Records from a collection

________________________________________

impl<D, E> UserType<D, E> {
    pub fn stub(name: QualifiedName) -> Self {
        Self {
            name,
            definition: None,
            extensions: Vec::new(),
        }
    }

    pub fn defined(name: QualifiedName, definition: D) -> Self {
        Self {
            name,
            definition: Some(definition),
            extensions: Vec::new(),
        }
    }

    pub fn with_extension(name: QualifiedName, extension: E) -> Self {
        Self {
            name,
            definition: None,
            extensions: vec![extension],
        }
    }

    pub fn name(&self) -> &QualifiedName {
        &self.name
    }

    pub fn definition(&self) -> Option<&D> {
        self.definition.as_ref()
    }

    pub(crate) fn definition_mut(&mut self) -> Option<&mut D> {
        self.definition.as_mut()
    }

    pub fn is_defined(&self) -> bool {
        self.definition.is_some()
    }

    pub fn extensions(&self) -> &[E] {
        &self.extensions
    }

    /// Fold `other` into `self`: fill a missing definition and append
    /// extensions. Fails when both sides carry a definition.
    pub(crate) fn merge(&mut self, other: UserType<D, E>) -> Result<(), ()> {
        if self.definition.is_some() && other.definition.is_some() {
            return Err(());
        }
        if other.definition.is_some() {
            self.definition = other.definition;
        }
        self.extensions.extend(other.extensions);
        Ok(())
    }
}

pub type ObjectType = UserType<ObjectTypeDefinition, ObjectTypeExtension>;
pub type EnumType = UserType<EnumDefinition, EnumExtension>;
pub type TypeAlias = UserType<TypeAliasDefinition, TypeAliasExtension>;
pub type AnnotationType = UserType<AnnotationTypeDefinition, Infallible>;
pub type UnionType = UserType<UnionTypeDefinition, Infallible>;
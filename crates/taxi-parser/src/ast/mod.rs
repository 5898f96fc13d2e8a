//! Typed AST layer on top of the rowan CST.
//!
//! Each wrapper is a newtype around a `SyntaxNode` with accessors that walk
//! the tree on demand, in the rust-analyzer style. `cast()` is a single kind
//! check.

pub mod item;
pub mod types;

use crate::cst::{SyntaxNode, SyntaxToken};
use crate::syntax_kind::SyntaxKind;

pub trait AstNode: Sized {
    fn cast(node: SyntaxNode) -> Option<Self>;

    fn syntax(&self) -> &SyntaxNode;
}

/// Declarations, fields, operations and enum values can all carry a
/// `[[ doc ]]` comment and annotations.
pub trait HasDocsAndAnnotations: AstNode {
    /// The doc comment text without its `[[ ]]` delimiters.
    fn doc(&self) -> Option<String> {
        child_token(self.syntax(), SyntaxKind::DOC_COMMENT).map(|t| taxi_lexer::doc_text(t.text()))
    }

    fn annotations(&self) -> Vec<types::Annotation> {
        child_nodes(self.syntax()).collect()
    }
}

/// Declarations with a (possibly dotted) `NAME`.
pub trait HasName: AstNode {
    fn name(&self) -> Option<item::Name> {
        child_node(self.syntax())
    }
}

/// Nodes whose own name is the first direct IDENT token (fields, enum
/// values, operations, parameters).
pub trait HasIdent: AstNode {
    fn ident(&self) -> Option<SyntaxToken> {
        child_token(self.syntax(), SyntaxKind::IDENT)
    }
}

macro_rules! ast_node {
    ($name:ident, $kind:ident) => {
        #[derive(Debug, Clone, PartialEq, Eq, Hash)]
        pub struct $name {
            pub(crate) syntax: SyntaxNode,
        }

        impl AstNode for $name {
            fn cast(node: SyntaxNode) -> Option<Self> {
                if node.kind() == SyntaxKind::$kind {
                    Some(Self { syntax: node })
                } else {
                    None
                }
            }

            fn syntax(&self) -> &SyntaxNode {
                &self.syntax
            }
        }
    };
}

pub(crate) use ast_node;

pub fn child_node<N: AstNode>(parent: &SyntaxNode) -> Option<N> {
    parent.children().find_map(N::cast)
}

pub fn child_nodes<'a, N: AstNode + 'a>(parent: &'a SyntaxNode) -> impl Iterator<Item = N> + 'a {
    parent.children().filter_map(N::cast)
}

pub fn child_token(parent: &SyntaxNode, kind: SyntaxKind) -> Option<SyntaxToken> {
    parent
        .children_with_tokens()
        .filter_map(|it| it.into_token())
        .find(|it| it.kind() == kind)
}

/// Concatenated text of the IDENT and DOT tokens directly under `node`.
pub(crate) fn dotted_text(node: &SyntaxNode) -> String {
    node.children_with_tokens()
        .filter_map(|it| it.into_token())
        .filter(|t| matches!(t.kind(), SyntaxKind::IDENT | SyntaxKind::DOT))
        .map(|t| t.text().to_string())
        .collect()
}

________________________________________

### Task
Return the entries above word for word.

### Reply to the task
impl<D, E> UserType<D, E> {
    pub fn stub(name: QualifiedName) -> Self {
        Self {
            name,
            definition: None,
            extensions: Vec::new(),
        }
    }

    pub fn defined(name: QualifiedName, definition: D) -> Self {
        Self {
            name,
            definition: Some(definition),
            extensions: Vec::new(),
        }
    }

    pub fn with_extension(name: QualifiedName, extension: E) -> Self {
        Self {
            name,
            definition: None,
            extensions: vec![extension],
        }
    }

    pub fn name(&self) -> &QualifiedName {
        &self.name
    }

    pub fn definition(&self) -> Option<&D> {
        self.definition.as_ref()
    }

    pub(crate) fn definition_mut(&mut self) -> Option<&mut D> {
        self.definition.as_mut()
    }

    pub fn is_defined(&self) -> bool {
        self.definition.is_some()
    }

    pub fn extensions(&self) -> &[E] {
        &self.extensions
    }

    /// Fold `other` into `self`: fill a missing definition and append
    /// extensions. Fails when both sides carry a definition.
    pub(crate) fn merge(&mut self, other: UserType<D, E>) -> Result<(), ()> {
        if self.definition.is_some() && other.definition.is_some() {
            return Err(());
        }
        if other.definition.is_some() {
            self.definition = other.definition;
        }
        self.extensions.extend(other.extensions);
        Ok(())
    }
}

pub type ObjectType = UserType<ObjectTypeDefinition, ObjectTypeExtension>;
pub type EnumType = UserType<EnumDefinition, EnumExtension>;
pub type TypeAlias = UserType<TypeAliasDefinition, TypeAliasExtension>;
pub type AnnotationType = UserType<AnnotationTypeDefinition, Infallible>;
pub type UnionType = UserType<UnionTypeDefinition, Infallible>;
filename crates/taxi-parser/src/ast/mod.rs
repository 5898f96fc13d2e8a
//! Typed AST layer on top of the rowan CST.
//!
//! Each wrapper is a newtype around a `SyntaxNode` with accessors that walk
//! the tree on demand, in the rust-analyzer style. `cast()` is a single kind
//! check.

pub mod item;
pub mod types;

use crate::cst::{SyntaxNode, SyntaxToken};
use crate::syntax_kind::SyntaxKind;

pub trait AstNode: Sized {
    fn cast(node: SyntaxNode) -> Option<Self>;

    fn syntax(&self) -> &SyntaxNode;
}

/// Declarations, fields, operations and enum values can all carry a
/// `[[ doc ]]` comment and annotations.
pub trait HasDocsAndAnnotations: AstNode {
    /// The doc comment text without its `[[ ]]` delimiters.
    fn doc(&self) -> Option<String> {
        child_token(self.syntax(), SyntaxKind::DOC_COMMENT).map(|t| taxi_lexer::doc_text(t.text()))
    }

    fn annotations(&self) -> Vec<types::Annotation> {
        child_nodes(self.syntax()).collect()
    }
}

/// Declarations with a (possibly dotted) `NAME`.
pub trait HasName: AstNode {
    fn name(&self) -> Option<item::Name> {
        child_node(self.syntax())
    }
}

/// Nodes whose own name is the first direct IDENT token (fields, enum
/// values, operations, parameters).
pub trait HasIdent: AstNode {
    fn ident(&self) -> Option<SyntaxToken> {
        child_token(self.syntax(), SyntaxKind::IDENT)
    }
}

macro_rules! ast_node {
    ($name:ident, $kind:ident) => {
        #[derive(Debug, Clone, PartialEq, Eq, Hash)]
        pub struct $name {
            pub(crate) syntax: SyntaxNode,
        }

        impl AstNode for $name {
            fn cast(node: SyntaxNode) -> Option<Self> {
                if node.kind() == SyntaxKind::$kind {
                    Some(Self { syntax: node })
                } else {
                    None
                }
            }

            fn syntax(&self) -> &SyntaxNode {
                &self.syntax
            }
        }
    };
}

pub(crate) use ast_node;

pub fn child_node<N: AstNode>(parent: &SyntaxNode) -> Option<N> {
    parent.children().find_map(N::cast)
}

pub fn child_nodes<'a, N: AstNode + 'a>(parent: &'a SyntaxNode) -> impl Iterator<Item = N> + 'a {
    parent.children().filter_map(N::cast)
}

pub fn child_token(parent: &SyntaxNode, kind: SyntaxKind) -> Option<SyntaxToken> {
    parent
        .children_with_tokens()
        .filter_map(|it| it.into_token())
        .find(|it| it.kind() == kind)
}

/// Concatenated text of the IDENT and DOT tokens directly under `node`.
pub(crate) fn dotted_text(node: &SyntaxNode) -> String {
    node.children_with_tokens()
        .filter_map(|it| it.into_token())
        .filter(|t| matches!(t.kind(), SyntaxKind::IDENT | SyntaxKind::DOT))
        .map(|t| t.text().to_string())
        .collect()
}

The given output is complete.